Material provided:
☆ ☆ ☆

//! Middleware for observability.

pub mod logging;

pub use logging::request_logging;
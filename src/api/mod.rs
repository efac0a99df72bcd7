pub mod error;
pub mod reports;
pub mod resources;
pub mod routes;

pub use error::ApiError;
pub use routes::{create_router, AppState};
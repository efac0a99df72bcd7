//! Route Access Policy
//! Mission: Declare, per protected route, which roles may call it
//!
//! Paths are axum route templates exactly as registered on the router, so the
//! role guard can match them against `MatchedPath`.

use crate::auth::models::UserRole;

const GM: &[UserRole] = &[UserRole::GeneralManager];
const CLINICAL: &[UserRole] = &[UserRole::Doctor, UserRole::GeneralManager];
const ALL_STAFF: &[UserRole] = &[
    UserRole::Doctor,
    UserRole::GeneralManager,
    UserRole::Assistant,
];

/// Who may call a route
#[derive(Debug, Clone, Copy, PartialEq, Eq)]
pub enum Access {
    /// Any caller holding a valid token
    Authenticated,
    /// Only the listed roles
    Roles(&'static [UserRole]),
}

impl Access {
    pub fn permits(&self, role: UserRole) -> bool {
        match self {
            Access::Authenticated => true,
            Access::Roles(roles) => roles.contains(&role),
        }
    }
}

/// One row of the policy table
#[derive(Debug, Clone, Copy)]
pub struct RoutePolicy {
    pub method: &'static str,
    pub path: &'static str,
    pub access: Access,
}

const fn rule(method: &'static str, path: &'static str, access: Access) -> RoutePolicy {
    RoutePolicy {
        method,
        path,
        access,
    }
}

pub static ROUTE_POLICY: &[RoutePolicy] = &[
    rule("POST", "/doctor", Access::Roles(GM)),
    rule("GET", "/doctor", Access::Authenticated),
    rule("GET", "/doctor/:id", Access::Authenticated),
    rule("POST", "/patient", Access::Roles(CLINICAL)),
    rule("GET", "/patient/:id", Access::Authenticated),
    rule("POST", "/assistant", Access::Roles(GM)),
    rule("GET", "/assistant/:id", Access::Authenticated),
    rule("POST", "/treatment", Access::Roles(ALL_STAFF)),
    rule("GET", "/treatment/:id", Access::Authenticated),
    rule("POST", "/patient_assistant", Access::Roles(CLINICAL)),
    rule("GET", "/report/doctors_patients", Access::Roles(GM)),
    rule("GET", "/report/treatments/:patient_id", Access::Roles(CLINICAL)),
    rule("GET", "/me", Access::Authenticated),
];

/// Look up the access rule for a route. `None` means the route is not
/// declared and must be refused.
pub fn access_for(method: &str, path: &str) -> Option<Access> {
    ROUTE_POLICY
        .iter()
        .find(|r| r.method.eq_ignore_ascii_case(method) && r.path == path)
        .map(|r| r.access)
}

#[cfg(test)]
mod tests {
    use super::*;
    use std::collections::HashSet;

    #[test]
    fn test_gm_only_routes_reject_other_roles() {
        for (method, path) in [
            ("POST", "/doctor"),
            ("POST", "/assistant"),
            ("GET", "/report/doctors_patients"),
        ] {
            let access = access_for(method, path).unwrap();
            assert!(access.permits(UserRole::GeneralManager));
            assert!(!access.permits(UserRole::Doctor), "{method} {path}");
            assert!(!access.permits(UserRole::Assistant), "{method} {path}");
        }
    }

    #[test]
    fn test_treatment_creation_open_to_all_staff() {
        let access = access_for("POST", "/treatment").unwrap();
        for role in UserRole::ALL {
            assert!(access.permits(role));
        }
    }

    #[test]
    fn test_clinical_routes() {
        for (method, path) in [
            ("POST", "/patient"),
            ("POST", "/patient_assistant"),
            ("GET", "/report/treatments/:patient_id"),
        ] {
            let access = access_for(method, path).unwrap();
            assert!(access.permits(UserRole::Doctor));
            assert!(access.permits(UserRole::GeneralManager));
            assert!(!access.permits(UserRole::Assistant), "{method} {path}");
        }
    }

    #[test]
    fn test_reads_open_to_any_role() {
        assert_eq!(access_for("GET", "/doctor"), Some(Access::Authenticated));
        assert_eq!(
            access_for("get", "/patient/:id"),
            Some(Access::Authenticated)
        );
    }

    #[test]
    fn test_unknown_route_has_no_rule() {
        assert_eq!(access_for("DELETE", "/doctor/:id"), None);
        assert_eq!(access_for("GET", "/admin"), None);
    }

    #[test]
    fn test_no_duplicate_rules() {
        let mut seen = HashSet::new();
        for r in ROUTE_POLICY {
            assert!(seen.insert((r.method, r.path)), "{} {}", r.method, r.path);
        }
    }
}
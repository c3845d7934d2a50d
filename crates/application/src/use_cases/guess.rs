use crate::ports::{DiscoverySession, EventDispatcher, ResolverPool};
use crate::use_cases::query::QueryEngine;
use dnsprobe_domain::RecordType;
use std::sync::atomic::{AtomicUsize, Ordering};
use std::sync::Arc;
use tokio::sync::{mpsc, Notify, OwnedSemaphorePermit, Semaphore};
use tokio_util::sync::CancellationToken;
use tracing::{debug, info, warn};

/// Per-request collaborators carried by every guess.
#[derive(Clone)]
pub struct RequestContext {
    pub session: Arc<dyn DiscoverySession>,
    pub dispatcher: Arc<dyn EventDispatcher>,
}

impl RequestContext {
    pub fn new(session: Arc<dyn DiscoverySession>, dispatcher: Arc<dyn EventDispatcher>) -> Self {
        Self {
            session,
            dispatcher,
        }
    }
}

#[derive(Default)]
struct PendingJobs {
    count: AtomicUsize,
    idle: Notify,
}

struct PendingGuard(Arc<PendingJobs>);

impl PendingGuard {
    fn new(pending: &Arc<PendingJobs>) -> Self {
        pending.count.fetch_add(1, Ordering::AcqRel);
        Self(Arc::clone(pending))
    }
}

impl Drop for PendingGuard {
    fn drop(&mut self) {
        if self.0.count.fetch_sub(1, Ordering::AcqRel) == 1 {
            self.0.idle.notify_waiters();
        }
    }
}

struct GuessJob {
    request: RequestContext,
    name: String,
    _pending: PendingGuard,
}

/// Speculative resolution of candidate names through the untrusted pool.
///
/// A single dispatch task pulls jobs off an unbounded queue and spawns each
/// one once a permit is free; the semaphore is sized to the untrusted pool.
pub struct GuessPipeline {
    tx: mpsc::UnboundedSender<GuessJob>,
    pending: Arc<PendingJobs>,
    capacity: usize,
}

impl GuessPipeline {
    pub fn start(
        engine: Arc<QueryEngine>,
        pool: Arc<dyn ResolverPool>,
        shutdown: CancellationToken,
    ) -> Self {
        let capacity = pool.len().max(1);
        let (tx, rx) = mpsc::unbounded_channel();
        let semaphore = Arc::new(Semaphore::new(capacity));
        let worker = Arc::new(GuessWorker { engine, pool });

        tokio::spawn(dispatch_loop(rx, semaphore, worker, shutdown));

        info!(concurrency = capacity, "Guess pipeline started");

        Self {
            tx,
            pending: Arc::new(PendingJobs::default()),
            capacity,
        }
    }

    /// Maximum number of guesses resolving at the same time.
    pub fn capacity(&self) -> usize {
        self.capacity
    }

    /// Queues `name` for guessing. Never blocks.
    pub fn submit(&self, request: RequestContext, name: &str) {
        let name = name.trim().trim_end_matches('.').to_lowercase();
        if name.is_empty() {
            return;
        }

        let job = GuessJob {
            request,
            name,
            _pending: PendingGuard::new(&self.pending),
        };

        if let Err(rejected) = self.tx.send(job) {
            debug!(name = %rejected.0.name, "Guess pipeline stopped, job dropped");
        }
    }

    /// Jobs queued or running.
    pub fn pending(&self) -> usize {
        self.pending.count.load(Ordering::Acquire)
    }

    /// Resolves once every submitted job has finished or been dropped.
    pub async fn wait_idle(&self) {
        loop {
            let notified = self.pending.idle.notified();
            tokio::pin!(notified);
            notified.as_mut().enable();

            if self.pending() == 0 {
                return;
            }
            notified.await;
        }
    }
}

async fn dispatch_loop(
    mut rx: mpsc::UnboundedReceiver<GuessJob>,
    semaphore: Arc<Semaphore>,
    worker: Arc<GuessWorker>,
    shutdown: CancellationToken,
) {
    loop {
        let job = tokio::select! {
            biased;
            _ = shutdown.cancelled() => break,
            job = rx.recv() => match job {
                Some(job) => job,
                None => break,
            },
        };

        let permit = tokio::select! {
            biased;
            _ = shutdown.cancelled() => break,
            permit = Arc::clone(&semaphore).acquire_owned() => match permit {
                Ok(permit) => permit,
                Err(_) => break,
            },
        };

        let worker = Arc::clone(&worker);
        tokio::spawn(async move { worker.run(job, permit).await });
    }

    rx.close();
    let dropped = std::iter::from_fn(|| rx.try_recv().ok()).count();
    info!(dropped, "Guess pipeline stopped");
}

struct GuessWorker {
    engine: Arc<QueryEngine>,
    pool: Arc<dyn ResolverPool>,
}

impl GuessWorker {
    async fn run(&self, job: GuessJob, _permit: OwnedSemaphorePermit) {
        let session = &job.request.session;

        if session.is_done() {
            return;
        }
        if session.cache().contains_fqdn(&job.name) {
            debug!(name = %job.name, session = session.id(), "Guess already known");
            return;
        }

        for record_type in RecordType::guess_order() {
            if session.is_done() {
                return;
            }

            match self.engine.query(self.pool.as_ref(), &job.name, record_type).await {
                Ok(answers) if !answers.is_empty() => {
                    debug!(
                        name = %job.name,
                        record_type = %record_type,
                        answers = answers.len(),
                        "Guess resolved"
                    );
                    schedule_persist(&job);
                }
                Ok(_) => {}
                Err(e) => {
                    debug!(name = %job.name, record_type = %record_type, error = %e, "Guess did not resolve");
                }
            }
        }
    }
}

fn schedule_persist(job: &GuessJob) {
    let name = job.name.clone();
    let session = Arc::clone(&job.request.session);
    let dispatcher = Arc::clone(&job.request.dispatcher);

    session.queue().append(Box::pin(async move {
        let asset = match session.store().upsert_fqdn(&name).await {
            Ok(asset) => asset,
            Err(e) => {
                warn!(name = %name, session = session.id(), error = %e, "Failed to persist guessed name");
                return;
            }
        };

        if let Err(e) = dispatcher.dispatch(&name, asset, Arc::clone(&session)).await {
            warn!(name = %name, session = session.id(), error = %e, "Failed to dispatch guessed name");
        }
    }));
}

☆ ☆ ☆

How to complete this task: Across the entries above, work out how many lines hold "guessed". The answer is that number alone.

Your solution: 2